Task requirements: Write out the entries below once more, exactly.

———

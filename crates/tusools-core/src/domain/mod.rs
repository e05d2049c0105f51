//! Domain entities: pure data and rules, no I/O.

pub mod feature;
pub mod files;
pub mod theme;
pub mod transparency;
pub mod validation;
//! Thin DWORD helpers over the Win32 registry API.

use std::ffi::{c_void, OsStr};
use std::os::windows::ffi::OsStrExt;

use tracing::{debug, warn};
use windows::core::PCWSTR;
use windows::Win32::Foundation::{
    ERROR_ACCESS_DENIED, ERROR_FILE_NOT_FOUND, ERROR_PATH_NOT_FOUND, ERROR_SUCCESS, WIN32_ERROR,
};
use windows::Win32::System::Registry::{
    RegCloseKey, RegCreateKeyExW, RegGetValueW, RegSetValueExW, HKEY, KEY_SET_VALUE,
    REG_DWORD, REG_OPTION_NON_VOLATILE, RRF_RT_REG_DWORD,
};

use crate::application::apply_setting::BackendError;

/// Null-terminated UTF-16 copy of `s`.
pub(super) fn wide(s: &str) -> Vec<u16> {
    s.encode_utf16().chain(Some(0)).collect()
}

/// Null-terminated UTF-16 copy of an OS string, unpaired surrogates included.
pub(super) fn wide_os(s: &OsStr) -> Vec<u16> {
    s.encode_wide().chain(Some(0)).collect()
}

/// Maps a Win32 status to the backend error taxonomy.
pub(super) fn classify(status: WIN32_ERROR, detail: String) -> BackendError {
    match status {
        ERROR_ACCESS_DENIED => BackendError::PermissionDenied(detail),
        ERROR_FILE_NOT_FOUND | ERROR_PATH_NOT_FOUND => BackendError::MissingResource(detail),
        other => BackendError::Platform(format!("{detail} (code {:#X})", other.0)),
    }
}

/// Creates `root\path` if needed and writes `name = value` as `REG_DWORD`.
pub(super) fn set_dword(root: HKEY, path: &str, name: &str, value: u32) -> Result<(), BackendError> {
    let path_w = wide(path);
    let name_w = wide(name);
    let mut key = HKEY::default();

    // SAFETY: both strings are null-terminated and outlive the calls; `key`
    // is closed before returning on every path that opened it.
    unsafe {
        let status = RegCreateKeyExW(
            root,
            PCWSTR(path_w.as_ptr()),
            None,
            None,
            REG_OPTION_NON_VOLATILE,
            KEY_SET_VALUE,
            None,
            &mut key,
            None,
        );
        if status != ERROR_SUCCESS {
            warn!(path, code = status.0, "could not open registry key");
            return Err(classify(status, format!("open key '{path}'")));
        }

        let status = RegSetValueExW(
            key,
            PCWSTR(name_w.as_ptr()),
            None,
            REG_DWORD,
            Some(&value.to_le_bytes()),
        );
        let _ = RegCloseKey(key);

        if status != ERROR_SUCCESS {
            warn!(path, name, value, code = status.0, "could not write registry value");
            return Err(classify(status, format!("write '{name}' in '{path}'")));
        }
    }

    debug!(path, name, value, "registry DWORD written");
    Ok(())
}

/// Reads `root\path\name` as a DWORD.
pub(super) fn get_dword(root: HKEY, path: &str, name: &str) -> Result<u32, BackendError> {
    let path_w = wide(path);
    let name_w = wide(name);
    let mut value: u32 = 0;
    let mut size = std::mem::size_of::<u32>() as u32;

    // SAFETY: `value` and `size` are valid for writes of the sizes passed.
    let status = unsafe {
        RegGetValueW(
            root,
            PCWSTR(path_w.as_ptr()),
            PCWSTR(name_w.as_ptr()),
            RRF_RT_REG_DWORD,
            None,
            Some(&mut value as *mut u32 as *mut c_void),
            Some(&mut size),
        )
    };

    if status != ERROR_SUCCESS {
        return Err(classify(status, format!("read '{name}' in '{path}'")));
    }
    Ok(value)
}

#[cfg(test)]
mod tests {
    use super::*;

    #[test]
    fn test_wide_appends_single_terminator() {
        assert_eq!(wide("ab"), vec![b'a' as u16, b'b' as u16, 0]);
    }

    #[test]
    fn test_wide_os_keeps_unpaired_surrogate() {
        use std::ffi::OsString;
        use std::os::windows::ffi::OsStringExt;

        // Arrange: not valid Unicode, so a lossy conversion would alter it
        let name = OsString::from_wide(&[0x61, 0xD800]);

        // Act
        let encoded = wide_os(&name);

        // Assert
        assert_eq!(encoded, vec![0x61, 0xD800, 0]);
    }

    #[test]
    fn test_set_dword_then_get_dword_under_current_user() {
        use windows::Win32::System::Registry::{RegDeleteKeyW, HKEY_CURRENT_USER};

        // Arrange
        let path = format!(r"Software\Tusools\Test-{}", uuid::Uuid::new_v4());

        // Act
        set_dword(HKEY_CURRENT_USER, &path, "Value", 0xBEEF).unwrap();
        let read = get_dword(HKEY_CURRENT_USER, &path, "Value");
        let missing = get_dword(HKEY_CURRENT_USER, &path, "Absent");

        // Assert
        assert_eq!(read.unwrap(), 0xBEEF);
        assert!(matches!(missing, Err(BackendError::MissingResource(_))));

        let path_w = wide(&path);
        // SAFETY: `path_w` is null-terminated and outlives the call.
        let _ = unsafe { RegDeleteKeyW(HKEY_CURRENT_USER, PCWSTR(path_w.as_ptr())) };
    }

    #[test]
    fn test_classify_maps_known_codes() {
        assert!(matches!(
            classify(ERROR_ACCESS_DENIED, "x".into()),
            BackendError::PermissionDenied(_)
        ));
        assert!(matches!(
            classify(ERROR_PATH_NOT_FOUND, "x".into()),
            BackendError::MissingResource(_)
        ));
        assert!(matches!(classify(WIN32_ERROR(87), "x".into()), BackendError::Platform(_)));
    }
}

———

Result for this task:
filename crates/tusools-core/src/domain/mod.rs
repository e05d2049c0105f51
//! Domain entities: pure data and rules, no I/O.

pub mod feature;
pub mod files;
pub mod theme;
pub mod transparency;
pub mod validation;
//! Thin DWORD helpers over the Win32 registry API.

use std::ffi::{c_void, OsStr};
use std::os::windows::ffi::OsStrExt;

use tracing::{debug, warn};
use windows::core::PCWSTR;
use windows::Win32::Foundation::{
    ERROR_ACCESS_DENIED, ERROR_FILE_NOT_FOUND, ERROR_PATH_NOT_FOUND, ERROR_SUCCESS, WIN32_ERROR,
};
use windows::Win32::System::Registry::{
    RegCloseKey, RegCreateKeyExW, RegGetValueW, RegSetValueExW, HKEY, KEY_SET_VALUE,
    REG_DWORD, REG_OPTION_NON_VOLATILE, RRF_RT_REG_DWORD,
};

use crate::application::apply_setting::BackendError;

/// Null-terminated UTF-16 copy of `s`.
pub(super) fn wide(s: &str) -> Vec<u16> {
    s.encode_utf16().chain(Some(0)).collect()
}

/// Null-terminated UTF-16 copy of an OS string, unpaired surrogates included.
pub(super) fn wide_os(s: &OsStr) -> Vec<u16> {
    s.encode_wide().chain(Some(0)).collect()
}

/// Maps a Win32 status to the backend error taxonomy.
pub(super) fn classify(status: WIN32_ERROR, detail: String) -> BackendError {
    match status {
        ERROR_ACCESS_DENIED => BackendError::PermissionDenied(detail),
        ERROR_FILE_NOT_FOUND | ERROR_PATH_NOT_FOUND => BackendError::MissingResource(detail),
        other => BackendError::Platform(format!("{detail} (code {:#X})", other.0)),
    }
}

/// Creates `root\path` if needed and writes `name = value` as `REG_DWORD`.
pub(super) fn set_dword(root: HKEY, path: &str, name: &str, value: u32) -> Result<(), BackendError> {
    let path_w = wide(path);
    let name_w = wide(name);
    let mut key = HKEY::default();

    // SAFETY: both strings are null-terminated and outlive the calls; `key`
    // is closed before returning on every path that opened it.
    unsafe {
        let status = RegCreateKeyExW(
            root,
            PCWSTR(path_w.as_ptr()),
            None,
            None,
            REG_OPTION_NON_VOLATILE,
            KEY_SET_VALUE,
            None,
            &mut key,
            None,
        );
        if status != ERROR_SUCCESS {
            warn!(path, code = status.0, "could not open registry key");
            return Err(classify(status, format!("open key '{path}'")));
        }

        let status = RegSetValueExW(
            key,
            PCWSTR(name_w.as_ptr()),
            None,
            REG_DWORD,
            Some(&value.to_le_bytes()),
        );
        let _ = RegCloseKey(key);

        if status != ERROR_SUCCESS {
            warn!(path, name, value, code = status.0, "could not write registry value");
            return Err(classify(status, format!("write '{name}' in '{path}'")));
        }
    }

    debug!(path, name, value, "registry DWORD written");
    Ok(())
}

/// Reads `root\path\name` as a DWORD.
pub(super) fn get_dword(root: HKEY, path: &str, name: &str) -> Result<u32, BackendError> {
    let path_w = wide(path);
    let name_w = wide(name);
    let mut value: u32 = 0;
    let mut size = std::mem::size_of::<u32>() as u32;

    // SAFETY: `value` and `size` are valid for writes of the sizes passed.
    let status = unsafe {
        RegGetValueW(
            root,
            PCWSTR(path_w.as_ptr()),
            PCWSTR(name_w.as_ptr()),
            RRF_RT_REG_DWORD,
            None,
            Some(&mut value as *mut u32 as *mut c_void),
            Some(&mut size),
        )
    };

    if status != ERROR_SUCCESS {
        return Err(classify(status, format!("read '{name}' in '{path}'")));
    }
    Ok(value)
}

#[cfg(test)]
mod tests {
    use super::*;

    #[test]
    fn test_wide_appends_single_terminator() {
        assert_eq!(wide("ab"), vec![b'a' as u16, b'b' as u16, 0]);
    }

    #[test]
    fn test_wide_os_keeps_unpaired_surrogate() {
        use std::ffi::OsString;
        use std::os::windows::ffi::OsStringExt;

        // Arrange: not valid Unicode, so a lossy conversion would alter it
        let name = OsString::from_wide(&[0x61, 0xD800]);

        // Act
        let encoded = wide_os(&name);

        // Assert
        assert_eq!(encoded, vec![0x61, 0xD800, 0]);
    }

    #[test]
    fn test_set_dword_then_get_dword_under_current_user() {
        use windows::Win32::System::Registry::{RegDeleteKeyW, HKEY_CURRENT_USER};

        // Arrange
        let path = format!(r"Software\Tusools\Test-{}", uuid::Uuid::new_v4());

        // Act
        set_dword(HKEY_CURRENT_USER, &path, "Value", 0xBEEF).unwrap();
        let read = get_dword(HKEY_CURRENT_USER, &path, "Value");
        let missing = get_dword(HKEY_CURRENT_USER, &path, "Absent");

        // Assert
        assert_eq!(read.unwrap(), 0xBEEF);
        assert!(matches!(missing, Err(BackendError::MissingResource(_))));

        let path_w = wide(&path);
        // SAFETY: `path_w` is null-terminated and outlives the call.
        let _ = unsafe { RegDeleteKeyW(HKEY_CURRENT_USER, PCWSTR(path_w.as_ptr())) };
    }

    #[test]
    fn test_classify_maps_known_codes() {
        assert!(matches!(
            classify(ERROR_ACCESS_DENIED, "x".into()),
            BackendError::PermissionDenied(_)
        ));
        assert!(matches!(
            classify(ERROR_PATH_NOT_FOUND, "x".into()),
            BackendError::MissingResource(_)
        ));
        assert!(matches!(classify(WIN32_ERROR(87), "x".into()), BackendError::Platform(_)));
    }
}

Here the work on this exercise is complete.